# Is a three-way mixed anova suitable here?

I have a question about what's the ideal test to run for my study design. I would appreciate any advice!

I have:

• One within-subjects factor: time (5 levels)

• 2 between-subjects factors: group (2 levels) and treatment (2 levels)

• And one dependent variable which is the levels of a biomarker in the blood.

I would like to see if the change in the biomarker levels significantly differ between the groups in response to the treatment over time.

Is it okay if I do a three-way(2x2x5) mixed ANOVA on this? A colleague told me that it is completely wrong to use an ANOVA and that I should do a linear mixed model instead.

Edit: The same individuals were measured over 5 timepoints. So, it's a repeated measures design. Each group (2 groups in total) of individuals were divided into 2 sub-groups. First sub-group received treatment A, the second group received treatment B. Each sub-group is around 20 individuals. So, 40 individuals per group, and 80 individuals in the whole experiment. The timepoints are evenly spaced (every week).

• Welcome to cv, Clarissa! Did you use the same individuals to measure over time, or do all data points come from different individuals? Please include this information in you (otherwise fine!) question. It is crucial for the decision if you should use a mixed model.
– Ute
Aug 25 at 22:06
• Thanks for pointing this out, Ute. I've edited my post. It was the same individuals tested over 5 timepoints. So, it's a repeated measures design. But each individual took either treatment A or treatment B, never both. Aug 25 at 22:17
• Thank you, and oops, sorry I overlooked that you had mentioned mixed ANOVA already. How many individuals do you have in each subgroup? And the time points, are they equally spread or is it like in some medical studies "after one week, a month, 3 months, a year"
– Ute
Aug 25 at 22:23
• No problem! Each sub-group is around 20 individuals. So, 40 individuals per group, and 80 individuals in the whole experiment. The timepoints are evenly spaced (every week). Aug 25 at 22:26
• Carissa, I believe that your critical colleague only heard "ANOVA", not mixed ANOVA. I can understand their concern on this background an have edited my answer accordingly. You are probably both right with correctnes of the models you propose, and it is a misunderstanding - I also did not see "mixed" on first read, it is not so common :-)
– Ute
Aug 27 at 11:29

Linear mixed models are the technique to go for, since you are interested in the change in biomarker levels over time. Your experimental design is perfect for this purpose.

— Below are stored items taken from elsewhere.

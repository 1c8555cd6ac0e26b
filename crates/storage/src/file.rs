use horizon_core::storage::error::StorageError;
use horizon_core::storage::port::LocalStorage;
use std::fs;
use std::io::ErrorKind;
use std::path::PathBuf;
use tracing::debug;

/// 基于目录的本地存储，每个键对应一个 `<key>.json` 文件。
///
/// # Summary
/// 命令行宿主以此替代浏览器 localStorage，使最近一次查询在进程之间保留。
///
/// # Invariants
/// * 键只允许字母、数字、`_` 与 `-`，避免路径穿越。
/// * 写入先落到临时文件再重命名，读者不会看到写了一半的记录。
pub struct FileStorage {
    base_path: PathBuf,
}

impl FileStorage {
    /// 创建新的 FileStorage 实例。
    ///
    /// # Logic
    /// 1. 确保目标目录存在。
    ///
    /// # Arguments
    /// * `base_path` - 记录文件所在目录。
    ///
    /// # Returns
    /// * `Result<Self, StorageError>` - 存储实例或目录创建失败的错误。
    pub fn new(base_path: impl Into<PathBuf>) -> Result<Self, StorageError> {
        let base_path = base_path.into();
        fs::create_dir_all(&base_path).map_err(|e| StorageError::Unavailable(e.to_string()))?;
        Ok(Self { base_path })
    }

    fn path_for(&self, key: &str) -> Result<PathBuf, StorageError> {
        let valid = !key.is_empty()
            && key
                .chars()
                .all(|c| c.is_ascii_alphanumeric() || c == '_' || c == '-');
        if !valid {
            return Err(StorageError::Unavailable(format!("Invalid key: {}", key)));
        }
        Ok(self.base_path.join(format!("{}.json", key)))
    }
}

impl LocalStorage for FileStorage {
    /// # Summary
    /// 写入记录。
    ///
    /// # Logic
    /// 1. 写入 `<key>.json.tmp`。
    /// 2. 原子重命名为 `<key>.json`，覆盖旧记录。
    fn set_item(&self, key: &str, value: &str) -> Result<(), StorageError> {
        let path = self.path_for(key)?;
        let tmp = path.with_extension("json.tmp");
        fs::write(&tmp, value).map_err(|e| StorageError::Unavailable(e.to_string()))?;
        fs::rename(&tmp, &path).map_err(|e| StorageError::Unavailable(e.to_string()))?;
        debug!("Stored {} ({} bytes)", path.display(), value.len());
        Ok(())
    }

    fn get_item(&self, key: &str) -> Result<Option<String>, StorageError> {
        let path = self.path_for(key)?;
        match fs::read_to_string(&path) {
            Ok(text) => Ok(Some(text)),
            Err(e) if e.kind() == ErrorKind::NotFound => Ok(None),
            Err(e) => Err(StorageError::Unavailable(e.to_string())),
        }
    }

    fn remove_item(&self, key: &str) -> Result<(), StorageError> {
        let path = self.path_for(key)?;
        match fs::remove_file(&path) {
            Ok(()) => Ok(()),
            Err(e) if e.kind() == ErrorKind::NotFound => Ok(()),
            Err(e) => Err(StorageError::Unavailable(e.to_string())),
        }
    }
}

Linear mixed models require that you carefully think about how to specify the model. Use your biological knowledge beforehand to clarify if you would expect differences in the rate at which the biomarker level changes only between groups, or between treatments, or even between individuals in each subgroup, and the same for the intercept. Also think about if a straight line would be a good approximation for the evolution of biomarker level within the five weeks, or if you expect something largely different, such as exponential growth.